[Stored items]
++++++++++

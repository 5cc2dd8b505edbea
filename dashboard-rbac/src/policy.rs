//! # Policy
//!
//! The dashboard's authorization rules.
//!
//! ```text
//!            create   update                  delete                   change-role
//! user       deny     self only               deny                     deny
//! manager    allow    self, or user-role row  user-role row            deny
//! admin      allow    any but another admin   not self, not an admin   not self, not an admin
//! ```
//!
//! Company rows have no role. Users may update companies they own;
//! managers and admins may update and delete any company. Nobody changes the
//! role of a company.
//!
//! Every action except `create` needs a target. When it is missing the
//! answer is deny.

use crate::actions::Action;
use crate::error::{RbacError, RbacResult};
use crate::roles::Role;
use crate::subject::Subject;
use crate::target::Target;

/// Decide whether `subject` may perform `action` against `target`.
///
/// Pure and total: no side effects, no panics, and the result depends only
/// on the three arguments.
///
/// # Example
///
/// ```
/// use dashboard_rbac::{can, Action, Role, Subject, Target};
///
/// let manager = Subject::manager("m1");
/// assert!(can(&manager, Action::Create, None));
/// assert!(can(&manager, Action::Delete, Some(&Target::user("u9", Role::User))));
/// assert!(!can(&manager, Action::Delete, Some(&Target::user("m2", Role::Manager))));
///
/// // Fail closed when the target is missing.
/// assert!(!can(&manager, Action::Update, None));
/// ```
pub fn can(subject: &Subject, action: Action, target: Option<&Target>) -> bool {
    if !action.requires_target() {
        return subject.role.can_create();
    }

    let Some(target) = target else {
        return false;
    };

    if !action.applies_to(target.resource()) {
        return false;
    }

    match target {
        Target::User { id, role } => can_act_on_user(subject, action, id, *role),
        Target::Company { owner_id, .. } => {
            can_act_on_company(subject, action, owner_id.as_deref())
        }
    }
}

fn can_act_on_user(subject: &Subject, action: Action, target_id: &str, target_role: Role) -> bool {
    let is_self = subject.is(target_id);

    match (subject.role, action) {
        (role, Action::Create) => role.can_create(),

        (Role::User, Action::Update) => is_self,
        (Role::User, Action::Delete | Action::ChangeRole) => false,

        (Role::Manager, Action::Update) => is_self || target_role == Role::User,
        (Role::Manager, Action::Delete) => target_role == Role::User,
        (Role::Manager, Action::ChangeRole) => false,

        (Role::Admin, Action::Update) => is_self || target_role != Role::Admin,
        (Role::Admin, Action::Delete | Action::ChangeRole) => {
            !is_self && target_role != Role::Admin
        }
    }
}

fn can_act_on_company(subject: &Subject, action: Action, owner_id: Option<&str>) -> bool {
    match (subject.role, action) {
        (role, Action::Create) => role.can_create(),
        (_, Action::ChangeRole) => false,

        (Role::User, Action::Update) => owner_id.is_some_and(|owner| subject.is(owner)),
        (Role::User, Action::Delete) => false,

        (Role::Manager | Role::Admin, Action::Update | Action::Delete) => true,
    }
}

/// Require permission before dispatching a mutation.
///
/// Same decision as [`can`], surfaced as a typed rejection for callers that
/// propagate errors with `?`.
///
/// # Errors
///
/// Returns [`RbacError::Forbidden`] when [`can`] denies the request.
///
/// # Example
///
/// ```
/// use dashboard_rbac::{authorize, Action, Role, Subject, Target};
///
/// let admin = Subject::admin("a1");
/// let me = Target::user("a1", Role::Admin);
/// let err = authorize(&admin, Action::Delete, Some(&me)).unwrap_err();
/// assert_eq!(err.status_code(), 403);
/// ```
pub fn authorize(subject: &Subject, action: Action, target: Option<&Target>) -> RbacResult<()> {
    if can(subject, action, target) {
        return Ok(());
    }

    let resource = target.map(Target::resource);
    tracing::debug!(
        subject_id = %subject.id,
        role = %subject.role,
        action = %action,
        target_id = target.map(Target::id).unwrap_or("-"),
        "Authorization denied"
    );

    Err(RbacError::Forbidden {
        subject_id: subject.id.clone(),
        role: subject.role,
        action,
        resource: resource.into(),
    })
}

/// List the actions `subject` may perform against `target`.
///
/// Used to build a row's action menu. Actions are returned in
/// [`Action::all`] order.
pub fn allowed_actions(subject: &Subject, target: Option<&Target>) -> Vec<Action> {
    Action::all()
        .into_iter()
        .filter(|action| can(subject, *action, target))
        .collect()
}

++++++++++

DESCRIPTION OF THE TASK —
Copy the entries above exactly. Miss none of them.

TASK ANSWER —
repository 5cc2dd8b505edbea
filename dashboard-rbac/src/policy.rs
//! # Policy
//!
//! The dashboard's authorization rules.
//!
//! ```text
//!            create   update                  delete                   change-role
//! user       deny     self only               deny                     deny
//! manager    allow    self, or user-role row  user-role row            deny
//! admin      allow    any but another admin   not self, not an admin   not self, not an admin
//! ```
//!
//! Company rows have no role. Users may update companies they own;
//! managers and admins may update and delete any company. Nobody changes the
//! role of a company.
//!
//! Every action except `create` needs a target. When it is missing the
//! answer is deny.

use crate::actions::Action;
use crate::error::{RbacError, RbacResult};
use crate::roles::Role;
use crate::subject::Subject;
use crate::target::Target;

/// Decide whether `subject` may perform `action` against `target`.
///
/// Pure and total: no side effects, no panics, and the result depends only
/// on the three arguments.
///
/// # Example
///
/// ```
/// use dashboard_rbac::{can, Action, Role, Subject, Target};
///
/// let manager = Subject::manager("m1");
/// assert!(can(&manager, Action::Create, None));
/// assert!(can(&manager, Action::Delete, Some(&Target::user("u9", Role::User))));
/// assert!(!can(&manager, Action::Delete, Some(&Target::user("m2", Role::Manager))));
///
/// // Fail closed when the target is missing.
/// assert!(!can(&manager, Action::Update, None));
/// ```
pub fn can(subject: &Subject, action: Action, target: Option<&Target>) -> bool {
    if !action.requires_target() {
        return subject.role.can_create();
    }

    let Some(target) = target else {
        return false;
    };

    if !action.applies_to(target.resource()) {
        return false;
    }

    match target {
        Target::User { id, role } => can_act_on_user(subject, action, id, *role),
        Target::Company { owner_id, .. } => {
            can_act_on_company(subject, action, owner_id.as_deref())
        }
    }
}

fn can_act_on_user(subject: &Subject, action: Action, target_id: &str, target_role: Role) -> bool {
    let is_self = subject.is(target_id);

    match (subject.role, action) {
        (role, Action::Create) => role.can_create(),

        (Role::User, Action::Update) => is_self,
        (Role::User, Action::Delete | Action::ChangeRole) => false,

        (Role::Manager, Action::Update) => is_self || target_role == Role::User,
        (Role::Manager, Action::Delete) => target_role == Role::User,
        (Role::Manager, Action::ChangeRole) => false,

        (Role::Admin, Action::Update) => is_self || target_role != Role::Admin,
        (Role::Admin, Action::Delete | Action::ChangeRole) => {
            !is_self && target_role != Role::Admin
        }
    }
}

fn can_act_on_company(subject: &Subject, action: Action, owner_id: Option<&str>) -> bool {
    match (subject.role, action) {
        (role, Action::Create) => role.can_create(),
        (_, Action::ChangeRole) => false,

        (Role::User, Action::Update) => owner_id.is_some_and(|owner| subject.is(owner)),
        (Role::User, Action::Delete) => false,

        (Role::Manager | Role::Admin, Action::Update | Action::Delete) => true,
    }
}

/// Require permission before dispatching a mutation.
///
/// Same decision as [`can`], surfaced as a typed rejection for callers that
/// propagate errors with `?`.
///
/// # Errors
///
/// Returns [`RbacError::Forbidden`] when [`can`] denies the request.
///
/// # Example
///
/// ```
/// use dashboard_rbac::{authorize, Action, Role, Subject, Target};
///
/// let admin = Subject::admin("a1");
/// let me = Target::user("a1", Role::Admin);
/// let err = authorize(&admin, Action::Delete, Some(&me)).unwrap_err();
/// assert_eq!(err.status_code(), 403);
/// ```
pub fn authorize(subject: &Subject, action: Action, target: Option<&Target>) -> RbacResult<()> {
    if can(subject, action, target) {
        return Ok(());
    }

    let resource = target.map(Target::resource);
    tracing::debug!(
        subject_id = %subject.id,
        role = %subject.role,
        action = %action,
        target_id = target.map(Target::id).unwrap_or("-"),
        "Authorization denied"
    );

    Err(RbacError::Forbidden {
        subject_id: subject.id.clone(),
        role: subject.role,
        action,
        resource: resource.into(),
    })
}

/// List the actions `subject` may perform against `target`.
///
/// Used to build a row's action menu. Actions are returned in
/// [`Action::all`] order.
pub fn allowed_actions(subject: &Subject, target: Option<&Target>) -> Vec<Action> {
    Action::all()
        .into_iter()
        .filter(|action| can(subject, *action, target))
        .collect()
}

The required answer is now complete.